If SPDIF must be used, the best option still is to get a low jitter source - the best ones are those that use asynchronous USB. Also some sound cards allow an external clock to be input into them when using their SPDIF out. If one has access to a high quality external clock, its best to slave both the sound card and the DAC to this.
 
If SPDIF must be used, the best option still is to get a low jitter source - the best ones are those that use asynchronous USB. Also some sound cards allow an external clock to be input into them when using their SPDIF out. If one has access to a high quality external clock, its best to slave both the sound card and the DAC to this.

Since I2S are non-viable at other other than extremely high end systems, Naim has stuck to S/PDIF and used their own algorithm to remove/reduce jitter. Taking a step away from asynchronous sample rate conversion or the standard VCO, Naim uses 10 fixed frequencies. The DSP senses the incoming signal and chooses one of the ten frequencies to match the clock speed of the source. This way the use of a 'unreliable' voltage to control the oscillator frequency is done away with completely.

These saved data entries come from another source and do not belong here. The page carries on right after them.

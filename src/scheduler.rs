use std::collections::VecDeque;
use std::time::Duration;

use serde::Serialize;
use web_time::Instant;

use crate::diff::Operation;
use crate::position::Position;

/// Identifies one effect of one batch. Hosts hand it back to report that the
/// effect finished.
#[derive(Debug, Clone, Copy, PartialEq, Eq, Hash, Serialize)]
pub struct EffectTicket {
    pub batch: u32,
    pub index: u32,
}

/// A batch whose effects have all finished, or that the watchdog gave up on.
#[derive(Debug, Clone, PartialEq, Eq)]
pub struct CompletedBatch {
    pub id: u32,
    pub before: Position,
    pub after: Position,
    pub forced: bool,
}

#[derive(Debug)]
struct Batch {
    id: u32,
    before: Position,
    after: Position,
    finished: Vec<bool>,
    remaining: usize,
    deadline: Instant,
    forced: bool,
}

/// Serializes animated transitions: at most one batch runs at a time and
/// animated updates that arrive meanwhile wait in FIFO order.
///
/// The scheduler only keeps the books. Launching effects, committing
/// positions and notifying observers is up to the owner, which drives it
/// with [`begin`](Self::begin), [`finish`](Self::finish),
/// [`expire`](Self::expire) and [`take_completed`](Self::take_completed).
#[derive(Debug, Default)]
pub struct Scheduler {
    next_id: u32,
    running: Option<Batch>,
    queue: VecDeque<Position>,
    resumable: bool,
}

impl Scheduler {
    pub fn new() -> Self {
        Self::default()
    }

    pub fn is_running(&self) -> bool {
        self.running.is_some()
    }

    /// True while a batch runs or queued updates are still waiting to be
    /// resumed; new animated updates must queue behind them.
    pub fn is_busy(&self) -> bool {
        self.running.is_some() || self.resumable
    }

    pub fn queued(&self) -> usize {
        self.queue.len()
    }

    /// True when a queued update is ready for [`take_resumable`](Self::take_resumable).
    pub fn has_resumable(&self) -> bool {
        self.resumable && self.running.is_none()
    }

    /// Watchdog deadline of the running batch.
    pub fn deadline(&self) -> Option<Instant> {
        self.running.as_ref().map(|batch| batch.deadline)
    }

    /// Starts a batch and returns one ticket per operation, in order.
    ///
    /// Must only be called while no batch is running.
    pub fn begin(
        &mut self,
        before: Position,
        after: Position,
        operations: &[Operation],
        now: Instant,
        window: Duration,
    ) -> Vec<(EffectTicket, Operation)> {
        debug_assert!(self.running.is_none(), "a batch is already running");

        let id = self.next_id;
        self.next_id = self.next_id.wrapping_add(1);
        self.running = Some(Batch {
            id,
            before,
            after,
            finished: vec![false; operations.len()],
            remaining: operations.len(),
            deadline: now + window,
            forced: false,
        });

        operations
            .iter()
            .enumerate()
            .map(|(index, &operation)| {
                let ticket = EffectTicket {
                    batch: id,
                    index: index as u32,
                };
                (ticket, operation)
            })
            .collect()
    }

    /// Records one finished effect. Returns `true` once every effect of the
    /// running batch has finished. Stale and repeated tickets are ignored.
    pub fn finish(&mut self, ticket: EffectTicket) -> bool {
        let Some(batch) = self.running.as_mut() else {
            return false;
        };
        if batch.id != ticket.batch {
            return false;
        }
        let Some(done) = batch.finished.get_mut(ticket.index as usize) else {
            return false;
        };
        if !*done {
            *done = true;
            batch.remaining -= 1;
        }
        batch.remaining == 0
    }

    /// Treats every outstanding effect as finished if the running batch is
    /// past its deadline. Returns `true` when that happened.
    pub fn expire(&mut self, now: Instant) -> bool {
        match self.running.as_mut() {
            Some(batch) if batch.remaining > 0 && now >= batch.deadline => {
                batch.finished.fill(true);
                batch.remaining = 0;
                batch.forced = true;
                true
            }
            _ => false,
        }
    }

    /// Ends the running batch if all its effects finished. The oldest queued
    /// update becomes resumable.
    pub fn take_completed(&mut self) -> Option<CompletedBatch> {
        if self.running.as_ref()?.remaining > 0 {
            return None;
        }
        let batch = self.running.take()?;
        self.resumable = !self.queue.is_empty();
        Some(CompletedBatch {
            id: batch.id,
            before: batch.before,
            after: batch.after,
            forced: batch.forced,
        })
    }

    pub fn enqueue(&mut self, position: Position) {
        self.queue.push_back(position);
    }

    /// Hands out the oldest queued update once the previous batch completed.
    pub fn take_resumable(&mut self) -> Option<Position> {
        if !self.has_resumable() {
            return None;
        }
        let update = self.queue.pop_front();
        self.resumable = !self.queue.is_empty();
        update
    }

    /// Drops the running batch and every queued update. Returns how many
    /// queued updates were discarded.
    pub fn cancel(&mut self) -> usize {
        self.running = None;
        self.resumable = false;
        let dropped = self.queue.len();
        self.queue.clear();
        dropped
    }
}
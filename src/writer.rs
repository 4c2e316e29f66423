//! Append-only encode buffer with selectable allocation profiles.

use bytes::Bytes;

use crate::leb128::LebCodec;
use crate::wire::WireType;

/// Chunk size reserved up front by [`WriterMode::Speed`].
const SPEED_CHUNK: usize = 4096;

/// Allocation strategy for a [`Writer`].
///
/// The emitted bytes are identical across modes; only the memory and CPU
/// profiles differ.
#[derive(Debug, Copy, Clone, PartialEq, Eq, Default)]
pub enum WriterMode {
    /// Pre-allocate large chunks, trading memory for fewer reallocations.
    Speed,
    /// Reserve exactly what each write needs.
    Space,
    /// Amortized growth.
    #[default]
    Balanced,
}

/// Append-only byte buffer implementing the wire-format write primitives.
#[derive(Debug, Clone, Default)]
pub struct Writer {
    buf: Vec<u8>,
    mode: WriterMode,
}

impl Writer {
    /// Create a writer in [`WriterMode::Balanced`].
    pub fn new() -> Self {
        Writer::with_mode(WriterMode::Balanced)
    }

    /// Create a writer with the given allocation mode.
    pub fn with_mode(mode: WriterMode) -> Self {
        let buf = match mode {
            WriterMode::Speed => Vec::with_capacity(SPEED_CHUNK),
            WriterMode::Space | WriterMode::Balanced => Vec::new(),
        };
        Writer { buf, mode }
    }

    /// The mode this writer was created with.
    pub fn mode(&self) -> WriterMode {
        self.mode
    }

    #[inline]
    fn reserve(&mut self, additional: usize) {
        match self.mode {
            WriterMode::Speed => {
                if self.buf.capacity() - self.buf.len() < additional {
                    self.buf.reserve(additional.max(SPEED_CHUNK));
                }
            }
            WriterMode::Space => self.buf.reserve_exact(additional),
            WriterMode::Balanced => self.buf.reserve(additional),
        }
    }

    /// Append a base-128 varint.
    #[inline]
    pub fn write_varint(&mut self, value: u64) {
        self.reserve(u64::MAX_LEB_BYTES);
        value.encode_leb128(&mut self.buf);
    }

    /// Append a little-endian 32-bit value.
    #[inline]
    pub fn write_fixed32(&mut self, value: u32) {
        self.reserve(4);
        self.buf.extend_from_slice(&value.to_le_bytes());
    }

    /// Append a little-endian 64-bit value.
    #[inline]
    pub fn write_fixed64(&mut self, value: u64) {
        self.reserve(8);
        self.buf.extend_from_slice(&value.to_le_bytes());
    }

    /// Append a varint length prefix followed by `data`.
    pub fn write_length_delimited(&mut self, data: &[u8]) {
        self.write_varint(data.len() as u64);
        self.write_raw(data);
    }

    /// Append raw bytes with no length prefix.
    pub fn write_raw(&mut self, data: &[u8]) {
        self.reserve(data.len());
        self.buf.extend_from_slice(data);
    }

    /// Append a field key combining `tag` and `wire_type`.
    #[inline]
    pub fn write_tag(&mut self, tag: u32, wire_type: WireType) {
        let key = (tag << 3) | u32::from(wire_type.into_val());
        self.reserve(u32::MAX_LEB_BYTES);
        key.encode_leb128(&mut self.buf);
    }

    /// Number of bytes written so far.
    #[inline]
    pub fn len(&self) -> usize {
        self.buf.len()
    }

    /// True if nothing has been written.
    #[inline]
    pub fn is_empty(&self) -> bool {
        self.buf.is_empty()
    }

    /// View the accumulated bytes.
    pub fn as_slice(&self) -> &[u8] {
        &self.buf
    }

    /// Finalize into a contiguous byte string, transferring ownership.
    pub fn contents(self) -> Bytes {
        Bytes::from(self.buf)
    }
}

Though I am aware that these technologies have been around for some time, I am impressed with the way Naim has taken standard technologies and implemented them to deliver a near perfect signal. Whether is it jitter removal, filters, or over-sampling, Naim seems to have developed, tested and proven to themselves algorithms that can do the DAC conversion extremely well. And in my mind, that bodes well for the future of music.